SOURCE MATERIAL |
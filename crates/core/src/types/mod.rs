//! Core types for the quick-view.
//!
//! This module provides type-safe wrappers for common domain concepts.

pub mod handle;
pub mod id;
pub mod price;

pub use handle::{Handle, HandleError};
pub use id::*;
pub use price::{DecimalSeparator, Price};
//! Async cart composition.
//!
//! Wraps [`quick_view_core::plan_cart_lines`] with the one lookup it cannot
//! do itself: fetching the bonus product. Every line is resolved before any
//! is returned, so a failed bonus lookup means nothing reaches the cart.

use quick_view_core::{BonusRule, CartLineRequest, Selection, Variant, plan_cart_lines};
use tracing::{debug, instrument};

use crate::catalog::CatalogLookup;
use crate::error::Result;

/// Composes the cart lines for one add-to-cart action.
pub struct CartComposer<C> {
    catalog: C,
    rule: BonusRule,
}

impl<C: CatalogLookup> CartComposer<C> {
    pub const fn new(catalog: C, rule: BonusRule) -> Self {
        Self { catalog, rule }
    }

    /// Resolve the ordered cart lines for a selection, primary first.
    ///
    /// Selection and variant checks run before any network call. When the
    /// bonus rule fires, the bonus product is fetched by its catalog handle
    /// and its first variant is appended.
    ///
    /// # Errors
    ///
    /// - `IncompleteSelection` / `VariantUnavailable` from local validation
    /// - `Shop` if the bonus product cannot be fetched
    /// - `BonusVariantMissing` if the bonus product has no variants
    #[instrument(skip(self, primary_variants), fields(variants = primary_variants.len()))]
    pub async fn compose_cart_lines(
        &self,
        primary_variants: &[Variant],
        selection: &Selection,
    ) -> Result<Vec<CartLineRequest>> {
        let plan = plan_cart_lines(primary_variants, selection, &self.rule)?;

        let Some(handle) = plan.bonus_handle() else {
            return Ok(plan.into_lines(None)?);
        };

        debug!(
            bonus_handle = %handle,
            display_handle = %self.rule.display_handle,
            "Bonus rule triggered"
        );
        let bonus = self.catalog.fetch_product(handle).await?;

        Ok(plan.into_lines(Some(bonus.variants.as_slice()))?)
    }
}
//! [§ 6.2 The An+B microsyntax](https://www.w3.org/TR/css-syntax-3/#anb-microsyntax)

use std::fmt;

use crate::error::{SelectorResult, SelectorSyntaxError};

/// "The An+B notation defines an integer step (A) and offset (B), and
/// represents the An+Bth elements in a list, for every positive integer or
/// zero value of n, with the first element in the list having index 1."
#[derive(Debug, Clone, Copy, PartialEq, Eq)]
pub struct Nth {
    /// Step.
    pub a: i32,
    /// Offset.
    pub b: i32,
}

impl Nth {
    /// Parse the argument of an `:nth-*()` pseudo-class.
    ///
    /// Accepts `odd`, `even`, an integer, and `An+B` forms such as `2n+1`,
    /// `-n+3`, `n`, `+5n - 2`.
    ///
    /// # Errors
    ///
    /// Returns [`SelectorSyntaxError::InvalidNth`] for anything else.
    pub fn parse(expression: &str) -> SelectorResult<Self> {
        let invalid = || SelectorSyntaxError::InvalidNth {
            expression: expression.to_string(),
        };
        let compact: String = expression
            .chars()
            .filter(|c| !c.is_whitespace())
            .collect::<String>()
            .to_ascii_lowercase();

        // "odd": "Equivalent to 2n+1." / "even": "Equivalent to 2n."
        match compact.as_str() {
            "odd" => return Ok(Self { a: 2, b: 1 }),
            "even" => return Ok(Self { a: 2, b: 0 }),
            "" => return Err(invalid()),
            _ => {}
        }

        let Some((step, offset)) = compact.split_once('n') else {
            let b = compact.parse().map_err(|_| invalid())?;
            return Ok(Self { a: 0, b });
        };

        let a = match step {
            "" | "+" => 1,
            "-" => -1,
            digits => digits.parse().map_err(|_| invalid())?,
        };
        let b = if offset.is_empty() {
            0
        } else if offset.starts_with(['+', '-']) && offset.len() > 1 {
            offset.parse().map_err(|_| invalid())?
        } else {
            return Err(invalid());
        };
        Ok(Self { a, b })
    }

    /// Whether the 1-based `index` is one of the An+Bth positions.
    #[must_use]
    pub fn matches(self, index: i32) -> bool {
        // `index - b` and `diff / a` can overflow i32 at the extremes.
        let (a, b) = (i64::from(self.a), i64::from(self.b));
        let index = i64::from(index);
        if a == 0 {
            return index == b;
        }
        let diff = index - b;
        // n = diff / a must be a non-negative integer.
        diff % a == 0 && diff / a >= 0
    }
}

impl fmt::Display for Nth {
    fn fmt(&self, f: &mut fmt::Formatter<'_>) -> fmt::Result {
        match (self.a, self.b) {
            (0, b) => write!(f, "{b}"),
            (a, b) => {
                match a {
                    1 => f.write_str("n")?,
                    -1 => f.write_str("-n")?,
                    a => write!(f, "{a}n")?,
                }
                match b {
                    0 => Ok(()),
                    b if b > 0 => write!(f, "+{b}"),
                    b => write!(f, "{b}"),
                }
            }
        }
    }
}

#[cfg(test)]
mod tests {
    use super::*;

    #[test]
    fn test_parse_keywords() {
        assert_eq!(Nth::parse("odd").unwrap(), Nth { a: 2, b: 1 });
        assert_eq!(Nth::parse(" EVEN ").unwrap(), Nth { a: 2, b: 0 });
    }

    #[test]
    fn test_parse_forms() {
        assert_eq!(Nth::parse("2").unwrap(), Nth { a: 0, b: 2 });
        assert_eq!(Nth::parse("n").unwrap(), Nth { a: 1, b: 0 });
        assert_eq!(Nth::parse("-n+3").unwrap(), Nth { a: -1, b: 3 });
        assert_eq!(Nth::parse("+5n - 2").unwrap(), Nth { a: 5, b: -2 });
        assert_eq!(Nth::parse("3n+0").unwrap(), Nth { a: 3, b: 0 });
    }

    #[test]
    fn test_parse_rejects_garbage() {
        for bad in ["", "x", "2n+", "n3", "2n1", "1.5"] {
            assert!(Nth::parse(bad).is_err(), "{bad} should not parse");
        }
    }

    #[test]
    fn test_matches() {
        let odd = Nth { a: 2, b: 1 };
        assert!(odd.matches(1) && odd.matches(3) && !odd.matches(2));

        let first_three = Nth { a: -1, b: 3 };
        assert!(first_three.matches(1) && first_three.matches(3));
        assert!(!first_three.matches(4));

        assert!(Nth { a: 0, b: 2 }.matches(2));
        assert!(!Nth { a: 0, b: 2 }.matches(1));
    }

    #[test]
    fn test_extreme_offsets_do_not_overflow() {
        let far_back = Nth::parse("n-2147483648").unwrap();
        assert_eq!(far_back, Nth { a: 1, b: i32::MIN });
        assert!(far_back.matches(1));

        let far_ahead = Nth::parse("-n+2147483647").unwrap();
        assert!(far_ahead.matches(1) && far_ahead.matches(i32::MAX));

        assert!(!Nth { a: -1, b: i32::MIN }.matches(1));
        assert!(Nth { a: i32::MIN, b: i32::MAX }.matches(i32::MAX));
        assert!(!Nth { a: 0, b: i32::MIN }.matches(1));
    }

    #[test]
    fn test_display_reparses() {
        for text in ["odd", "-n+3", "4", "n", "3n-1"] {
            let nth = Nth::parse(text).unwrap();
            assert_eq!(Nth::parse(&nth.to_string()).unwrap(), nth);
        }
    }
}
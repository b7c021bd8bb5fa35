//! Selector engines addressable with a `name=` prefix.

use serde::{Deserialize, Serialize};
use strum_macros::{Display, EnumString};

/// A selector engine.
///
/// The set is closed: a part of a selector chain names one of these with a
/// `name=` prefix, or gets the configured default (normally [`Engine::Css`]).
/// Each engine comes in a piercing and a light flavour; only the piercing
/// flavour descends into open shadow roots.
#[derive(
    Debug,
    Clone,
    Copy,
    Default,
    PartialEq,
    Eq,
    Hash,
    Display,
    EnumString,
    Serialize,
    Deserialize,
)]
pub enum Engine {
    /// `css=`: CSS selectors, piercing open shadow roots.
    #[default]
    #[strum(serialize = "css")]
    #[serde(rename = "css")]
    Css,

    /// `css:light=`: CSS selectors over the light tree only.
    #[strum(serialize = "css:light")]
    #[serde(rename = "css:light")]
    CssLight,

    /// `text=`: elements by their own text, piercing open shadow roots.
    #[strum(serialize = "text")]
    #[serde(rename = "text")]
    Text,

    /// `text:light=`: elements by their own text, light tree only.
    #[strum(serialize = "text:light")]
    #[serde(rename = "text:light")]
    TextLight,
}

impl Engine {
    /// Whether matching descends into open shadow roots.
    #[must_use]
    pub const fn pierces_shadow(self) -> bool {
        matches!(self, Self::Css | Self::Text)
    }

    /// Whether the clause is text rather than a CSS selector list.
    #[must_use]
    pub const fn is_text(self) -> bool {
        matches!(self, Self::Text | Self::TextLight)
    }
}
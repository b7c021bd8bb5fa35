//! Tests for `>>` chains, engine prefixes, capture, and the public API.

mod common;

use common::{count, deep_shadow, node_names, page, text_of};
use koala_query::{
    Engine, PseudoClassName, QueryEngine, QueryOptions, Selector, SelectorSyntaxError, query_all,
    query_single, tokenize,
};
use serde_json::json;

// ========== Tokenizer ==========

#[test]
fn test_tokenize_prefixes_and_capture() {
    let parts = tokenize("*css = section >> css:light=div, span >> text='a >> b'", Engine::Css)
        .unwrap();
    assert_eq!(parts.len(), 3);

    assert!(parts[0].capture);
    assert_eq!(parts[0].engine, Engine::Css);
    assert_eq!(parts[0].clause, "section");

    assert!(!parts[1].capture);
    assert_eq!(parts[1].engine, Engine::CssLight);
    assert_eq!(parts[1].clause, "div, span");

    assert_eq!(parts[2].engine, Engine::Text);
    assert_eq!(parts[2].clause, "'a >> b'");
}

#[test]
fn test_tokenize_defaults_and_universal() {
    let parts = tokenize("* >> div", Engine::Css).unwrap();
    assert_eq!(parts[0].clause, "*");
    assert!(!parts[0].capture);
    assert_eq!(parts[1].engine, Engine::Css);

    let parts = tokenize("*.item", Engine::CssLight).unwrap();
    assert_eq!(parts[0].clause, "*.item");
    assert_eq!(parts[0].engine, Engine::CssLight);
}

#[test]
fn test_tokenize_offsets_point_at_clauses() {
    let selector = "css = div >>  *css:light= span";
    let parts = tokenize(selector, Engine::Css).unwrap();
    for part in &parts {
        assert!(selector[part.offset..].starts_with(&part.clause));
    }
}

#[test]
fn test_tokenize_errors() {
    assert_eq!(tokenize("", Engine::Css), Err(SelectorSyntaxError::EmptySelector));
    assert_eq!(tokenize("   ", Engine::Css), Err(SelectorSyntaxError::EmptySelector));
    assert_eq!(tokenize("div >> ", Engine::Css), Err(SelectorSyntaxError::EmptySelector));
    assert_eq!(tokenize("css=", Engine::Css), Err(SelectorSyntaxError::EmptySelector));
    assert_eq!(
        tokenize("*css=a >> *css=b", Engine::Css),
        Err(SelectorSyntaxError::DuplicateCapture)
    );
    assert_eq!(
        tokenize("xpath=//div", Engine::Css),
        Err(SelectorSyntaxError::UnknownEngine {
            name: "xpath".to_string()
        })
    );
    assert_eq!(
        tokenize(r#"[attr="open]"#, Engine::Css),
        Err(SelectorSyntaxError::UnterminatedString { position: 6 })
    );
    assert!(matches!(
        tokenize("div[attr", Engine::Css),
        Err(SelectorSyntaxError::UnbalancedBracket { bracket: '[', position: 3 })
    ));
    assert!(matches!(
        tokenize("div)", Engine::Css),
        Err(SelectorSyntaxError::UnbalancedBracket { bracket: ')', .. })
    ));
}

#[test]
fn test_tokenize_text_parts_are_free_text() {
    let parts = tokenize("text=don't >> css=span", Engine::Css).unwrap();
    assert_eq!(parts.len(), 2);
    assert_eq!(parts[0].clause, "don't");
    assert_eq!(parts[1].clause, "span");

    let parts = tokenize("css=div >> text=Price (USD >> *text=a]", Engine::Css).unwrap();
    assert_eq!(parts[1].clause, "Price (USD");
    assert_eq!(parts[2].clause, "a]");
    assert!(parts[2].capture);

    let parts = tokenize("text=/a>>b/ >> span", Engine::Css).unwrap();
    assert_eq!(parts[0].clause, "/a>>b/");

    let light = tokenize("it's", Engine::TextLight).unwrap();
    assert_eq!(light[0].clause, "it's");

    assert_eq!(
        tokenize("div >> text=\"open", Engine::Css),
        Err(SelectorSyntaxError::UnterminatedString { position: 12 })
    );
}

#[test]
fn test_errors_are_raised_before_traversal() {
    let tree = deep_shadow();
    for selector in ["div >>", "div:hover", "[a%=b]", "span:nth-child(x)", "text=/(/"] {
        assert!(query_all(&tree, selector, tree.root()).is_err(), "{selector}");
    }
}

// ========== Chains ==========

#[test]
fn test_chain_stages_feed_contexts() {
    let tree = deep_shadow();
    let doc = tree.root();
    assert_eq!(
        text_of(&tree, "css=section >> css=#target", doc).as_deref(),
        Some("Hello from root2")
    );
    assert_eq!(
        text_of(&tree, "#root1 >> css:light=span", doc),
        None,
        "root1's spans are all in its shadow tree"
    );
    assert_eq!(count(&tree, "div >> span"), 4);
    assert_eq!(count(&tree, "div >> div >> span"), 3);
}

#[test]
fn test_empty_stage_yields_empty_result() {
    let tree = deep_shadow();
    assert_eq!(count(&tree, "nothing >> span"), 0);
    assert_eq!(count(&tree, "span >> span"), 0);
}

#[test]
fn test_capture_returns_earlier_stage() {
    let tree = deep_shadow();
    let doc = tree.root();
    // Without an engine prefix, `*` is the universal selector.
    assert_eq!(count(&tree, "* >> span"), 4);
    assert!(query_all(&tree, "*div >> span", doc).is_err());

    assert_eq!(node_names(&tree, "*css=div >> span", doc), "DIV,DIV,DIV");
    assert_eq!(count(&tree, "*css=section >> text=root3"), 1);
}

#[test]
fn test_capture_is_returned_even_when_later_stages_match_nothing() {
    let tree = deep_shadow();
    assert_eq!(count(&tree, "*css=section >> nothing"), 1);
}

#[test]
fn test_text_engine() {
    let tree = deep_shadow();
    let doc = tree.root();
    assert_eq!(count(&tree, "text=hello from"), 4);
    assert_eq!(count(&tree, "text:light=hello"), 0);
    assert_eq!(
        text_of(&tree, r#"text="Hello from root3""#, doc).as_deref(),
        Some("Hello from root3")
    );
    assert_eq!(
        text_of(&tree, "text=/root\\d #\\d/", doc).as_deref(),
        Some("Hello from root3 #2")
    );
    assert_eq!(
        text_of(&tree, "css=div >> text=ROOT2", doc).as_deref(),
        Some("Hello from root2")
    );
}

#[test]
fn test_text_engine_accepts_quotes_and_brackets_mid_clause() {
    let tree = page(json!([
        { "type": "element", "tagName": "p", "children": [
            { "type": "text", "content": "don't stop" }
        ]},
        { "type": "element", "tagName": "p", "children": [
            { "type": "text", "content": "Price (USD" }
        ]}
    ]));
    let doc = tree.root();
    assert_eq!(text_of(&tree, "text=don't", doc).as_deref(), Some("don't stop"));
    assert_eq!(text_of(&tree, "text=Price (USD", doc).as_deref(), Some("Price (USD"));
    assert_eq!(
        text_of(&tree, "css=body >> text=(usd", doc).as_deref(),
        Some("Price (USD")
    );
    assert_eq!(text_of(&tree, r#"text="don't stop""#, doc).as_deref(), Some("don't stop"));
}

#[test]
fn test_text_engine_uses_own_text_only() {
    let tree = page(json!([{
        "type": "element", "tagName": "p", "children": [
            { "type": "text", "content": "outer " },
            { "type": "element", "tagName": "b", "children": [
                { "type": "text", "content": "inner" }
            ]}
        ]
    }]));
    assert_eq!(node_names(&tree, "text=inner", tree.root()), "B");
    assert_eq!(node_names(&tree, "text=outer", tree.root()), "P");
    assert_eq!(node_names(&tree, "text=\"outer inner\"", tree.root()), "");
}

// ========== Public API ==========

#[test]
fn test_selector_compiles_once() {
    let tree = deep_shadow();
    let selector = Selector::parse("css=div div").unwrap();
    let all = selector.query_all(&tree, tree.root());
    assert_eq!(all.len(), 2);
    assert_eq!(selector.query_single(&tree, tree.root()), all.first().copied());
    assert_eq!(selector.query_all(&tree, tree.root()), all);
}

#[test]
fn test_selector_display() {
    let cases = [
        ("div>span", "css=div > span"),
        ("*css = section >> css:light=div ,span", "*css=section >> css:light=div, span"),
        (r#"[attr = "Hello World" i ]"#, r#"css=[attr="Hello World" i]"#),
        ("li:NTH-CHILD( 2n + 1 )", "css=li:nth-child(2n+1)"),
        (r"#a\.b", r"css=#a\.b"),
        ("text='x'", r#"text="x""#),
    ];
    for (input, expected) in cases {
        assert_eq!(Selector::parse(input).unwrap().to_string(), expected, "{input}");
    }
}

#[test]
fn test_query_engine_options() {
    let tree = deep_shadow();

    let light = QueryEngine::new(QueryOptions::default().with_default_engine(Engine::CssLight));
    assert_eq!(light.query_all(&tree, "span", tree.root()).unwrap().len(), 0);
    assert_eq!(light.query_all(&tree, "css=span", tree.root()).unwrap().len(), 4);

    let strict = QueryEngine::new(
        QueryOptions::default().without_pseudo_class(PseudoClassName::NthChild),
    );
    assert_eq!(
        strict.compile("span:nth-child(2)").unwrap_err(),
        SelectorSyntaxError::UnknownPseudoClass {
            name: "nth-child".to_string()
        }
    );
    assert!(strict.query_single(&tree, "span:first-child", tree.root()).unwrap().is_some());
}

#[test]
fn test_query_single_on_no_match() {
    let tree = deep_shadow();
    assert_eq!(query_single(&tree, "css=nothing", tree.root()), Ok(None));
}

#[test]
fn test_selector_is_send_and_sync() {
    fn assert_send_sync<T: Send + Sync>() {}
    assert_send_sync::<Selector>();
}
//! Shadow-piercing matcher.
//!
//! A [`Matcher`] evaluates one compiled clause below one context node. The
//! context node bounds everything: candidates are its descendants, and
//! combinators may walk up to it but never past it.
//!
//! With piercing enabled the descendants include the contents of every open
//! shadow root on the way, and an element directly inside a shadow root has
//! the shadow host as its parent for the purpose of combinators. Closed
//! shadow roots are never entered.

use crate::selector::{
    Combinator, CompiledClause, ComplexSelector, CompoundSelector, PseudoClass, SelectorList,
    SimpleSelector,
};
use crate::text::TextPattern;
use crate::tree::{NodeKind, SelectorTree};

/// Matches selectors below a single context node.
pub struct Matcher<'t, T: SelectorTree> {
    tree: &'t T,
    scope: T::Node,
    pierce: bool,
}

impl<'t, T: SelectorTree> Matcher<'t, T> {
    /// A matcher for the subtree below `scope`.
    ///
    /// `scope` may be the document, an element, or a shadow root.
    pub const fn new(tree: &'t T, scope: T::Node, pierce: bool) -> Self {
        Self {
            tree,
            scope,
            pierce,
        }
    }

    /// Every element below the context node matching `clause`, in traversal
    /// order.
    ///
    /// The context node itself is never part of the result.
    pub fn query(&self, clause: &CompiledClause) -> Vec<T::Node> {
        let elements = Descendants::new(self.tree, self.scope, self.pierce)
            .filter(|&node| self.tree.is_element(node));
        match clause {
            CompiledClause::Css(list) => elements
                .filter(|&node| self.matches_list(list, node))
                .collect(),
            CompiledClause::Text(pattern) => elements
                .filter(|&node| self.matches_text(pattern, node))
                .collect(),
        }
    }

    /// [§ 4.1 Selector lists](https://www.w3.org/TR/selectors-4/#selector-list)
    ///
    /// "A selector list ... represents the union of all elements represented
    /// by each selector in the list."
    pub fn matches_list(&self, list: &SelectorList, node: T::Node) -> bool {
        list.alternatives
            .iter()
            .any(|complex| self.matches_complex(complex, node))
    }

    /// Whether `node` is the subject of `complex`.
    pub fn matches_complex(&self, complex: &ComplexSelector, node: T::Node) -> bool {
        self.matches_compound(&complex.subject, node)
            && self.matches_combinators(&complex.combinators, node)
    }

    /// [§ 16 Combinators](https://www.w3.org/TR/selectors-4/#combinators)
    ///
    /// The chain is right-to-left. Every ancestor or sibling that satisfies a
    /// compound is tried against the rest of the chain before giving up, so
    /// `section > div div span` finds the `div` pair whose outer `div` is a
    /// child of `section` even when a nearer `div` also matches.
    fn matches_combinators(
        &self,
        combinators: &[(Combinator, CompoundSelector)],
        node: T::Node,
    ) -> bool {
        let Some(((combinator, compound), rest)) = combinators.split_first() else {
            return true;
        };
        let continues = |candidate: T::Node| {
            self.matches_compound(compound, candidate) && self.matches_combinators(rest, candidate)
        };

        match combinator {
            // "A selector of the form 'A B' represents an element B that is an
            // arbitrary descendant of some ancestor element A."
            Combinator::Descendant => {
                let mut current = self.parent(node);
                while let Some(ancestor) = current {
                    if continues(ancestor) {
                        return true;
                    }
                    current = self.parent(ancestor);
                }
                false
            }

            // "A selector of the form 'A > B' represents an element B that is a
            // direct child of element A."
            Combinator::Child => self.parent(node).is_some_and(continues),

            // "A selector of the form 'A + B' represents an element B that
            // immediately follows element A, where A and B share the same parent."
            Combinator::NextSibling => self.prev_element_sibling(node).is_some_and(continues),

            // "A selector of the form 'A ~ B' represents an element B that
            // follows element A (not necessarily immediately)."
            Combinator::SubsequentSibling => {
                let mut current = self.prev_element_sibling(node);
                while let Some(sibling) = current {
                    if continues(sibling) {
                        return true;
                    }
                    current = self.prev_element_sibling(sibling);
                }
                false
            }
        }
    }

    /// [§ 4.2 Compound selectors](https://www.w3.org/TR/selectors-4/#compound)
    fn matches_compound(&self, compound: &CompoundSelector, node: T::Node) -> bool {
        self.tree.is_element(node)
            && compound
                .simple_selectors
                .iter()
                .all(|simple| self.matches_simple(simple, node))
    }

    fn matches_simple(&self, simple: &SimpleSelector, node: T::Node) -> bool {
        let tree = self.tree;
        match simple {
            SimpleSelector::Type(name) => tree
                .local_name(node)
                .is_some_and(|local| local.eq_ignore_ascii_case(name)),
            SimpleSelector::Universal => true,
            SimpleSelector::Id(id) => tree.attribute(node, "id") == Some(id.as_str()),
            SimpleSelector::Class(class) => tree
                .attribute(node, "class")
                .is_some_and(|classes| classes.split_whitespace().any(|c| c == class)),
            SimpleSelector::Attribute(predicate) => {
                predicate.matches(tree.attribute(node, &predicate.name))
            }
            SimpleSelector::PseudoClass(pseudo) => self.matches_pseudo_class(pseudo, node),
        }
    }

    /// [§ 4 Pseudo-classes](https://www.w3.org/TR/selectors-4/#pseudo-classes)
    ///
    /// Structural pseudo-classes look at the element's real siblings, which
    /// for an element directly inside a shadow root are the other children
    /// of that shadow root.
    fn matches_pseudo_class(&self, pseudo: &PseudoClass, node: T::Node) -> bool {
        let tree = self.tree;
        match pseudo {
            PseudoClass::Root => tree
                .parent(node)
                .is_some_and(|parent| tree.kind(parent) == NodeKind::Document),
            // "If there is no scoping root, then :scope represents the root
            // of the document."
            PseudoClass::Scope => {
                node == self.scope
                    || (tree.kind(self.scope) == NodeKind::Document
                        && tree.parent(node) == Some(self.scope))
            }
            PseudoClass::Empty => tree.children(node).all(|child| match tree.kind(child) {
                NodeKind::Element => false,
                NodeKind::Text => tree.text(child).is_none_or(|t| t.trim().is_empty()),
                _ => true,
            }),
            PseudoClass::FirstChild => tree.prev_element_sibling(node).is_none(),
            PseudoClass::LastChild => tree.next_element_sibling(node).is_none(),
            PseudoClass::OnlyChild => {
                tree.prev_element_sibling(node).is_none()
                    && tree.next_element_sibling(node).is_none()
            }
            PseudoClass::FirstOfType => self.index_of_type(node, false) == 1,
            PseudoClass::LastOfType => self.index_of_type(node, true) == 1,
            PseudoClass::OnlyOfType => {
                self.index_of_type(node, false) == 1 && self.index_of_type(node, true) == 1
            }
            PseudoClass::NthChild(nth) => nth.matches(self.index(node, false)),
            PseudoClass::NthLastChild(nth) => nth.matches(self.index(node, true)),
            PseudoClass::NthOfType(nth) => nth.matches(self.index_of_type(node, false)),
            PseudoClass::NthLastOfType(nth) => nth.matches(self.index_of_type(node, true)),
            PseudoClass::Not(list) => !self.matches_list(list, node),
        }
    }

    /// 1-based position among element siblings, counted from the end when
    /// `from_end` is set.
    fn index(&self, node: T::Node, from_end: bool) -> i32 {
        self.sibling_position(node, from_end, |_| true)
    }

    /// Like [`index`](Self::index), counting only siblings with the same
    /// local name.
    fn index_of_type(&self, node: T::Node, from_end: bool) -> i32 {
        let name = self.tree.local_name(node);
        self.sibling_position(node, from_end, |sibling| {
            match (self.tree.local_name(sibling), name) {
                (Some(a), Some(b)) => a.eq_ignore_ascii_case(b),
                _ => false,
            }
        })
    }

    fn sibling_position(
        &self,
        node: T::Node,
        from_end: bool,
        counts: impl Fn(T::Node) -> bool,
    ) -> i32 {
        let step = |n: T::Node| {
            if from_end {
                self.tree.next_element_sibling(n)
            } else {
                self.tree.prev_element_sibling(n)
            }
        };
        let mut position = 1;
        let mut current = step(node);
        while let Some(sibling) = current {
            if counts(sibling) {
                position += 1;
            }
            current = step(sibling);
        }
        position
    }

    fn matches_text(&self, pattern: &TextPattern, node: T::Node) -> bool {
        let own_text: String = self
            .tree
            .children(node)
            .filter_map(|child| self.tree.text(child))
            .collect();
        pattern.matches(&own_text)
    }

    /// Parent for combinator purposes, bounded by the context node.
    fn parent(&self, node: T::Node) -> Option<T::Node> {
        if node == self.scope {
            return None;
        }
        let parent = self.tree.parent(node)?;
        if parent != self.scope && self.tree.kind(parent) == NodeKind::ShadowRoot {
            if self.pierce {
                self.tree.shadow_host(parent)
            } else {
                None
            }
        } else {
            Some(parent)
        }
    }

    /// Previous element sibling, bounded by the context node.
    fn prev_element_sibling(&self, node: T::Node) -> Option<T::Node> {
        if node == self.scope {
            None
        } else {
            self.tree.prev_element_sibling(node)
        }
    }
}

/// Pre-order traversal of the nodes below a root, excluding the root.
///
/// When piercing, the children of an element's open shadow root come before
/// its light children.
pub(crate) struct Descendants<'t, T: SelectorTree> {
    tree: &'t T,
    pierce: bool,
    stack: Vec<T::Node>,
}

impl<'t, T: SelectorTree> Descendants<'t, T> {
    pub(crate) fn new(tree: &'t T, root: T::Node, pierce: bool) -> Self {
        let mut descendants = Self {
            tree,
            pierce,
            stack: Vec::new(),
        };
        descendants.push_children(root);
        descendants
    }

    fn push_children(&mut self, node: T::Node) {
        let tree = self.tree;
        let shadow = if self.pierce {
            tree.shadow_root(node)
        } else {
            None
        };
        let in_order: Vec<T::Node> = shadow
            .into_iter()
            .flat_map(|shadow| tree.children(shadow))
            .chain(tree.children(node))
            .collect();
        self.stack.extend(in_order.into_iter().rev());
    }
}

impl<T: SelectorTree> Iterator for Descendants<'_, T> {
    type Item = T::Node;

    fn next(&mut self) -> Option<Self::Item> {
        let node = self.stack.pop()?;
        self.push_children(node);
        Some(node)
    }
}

DESCRIPTION OF THE TASK | The lines above, starting at the one with "fn index_of_type(&self, node: T::Node, from_end: bool)" and ending at the one with "match (self.tree.local_name(sibling), name)", are the only ones to return, exactly as written.

WORKED SOLUTION |
    fn index_of_type(&self, node: T::Node, from_end: bool) -> i32 {
        let name = self.tree.local_name(node);
        self.sibling_position(node, from_end, |sibling| {
            match (self.tree.local_name(sibling), name) {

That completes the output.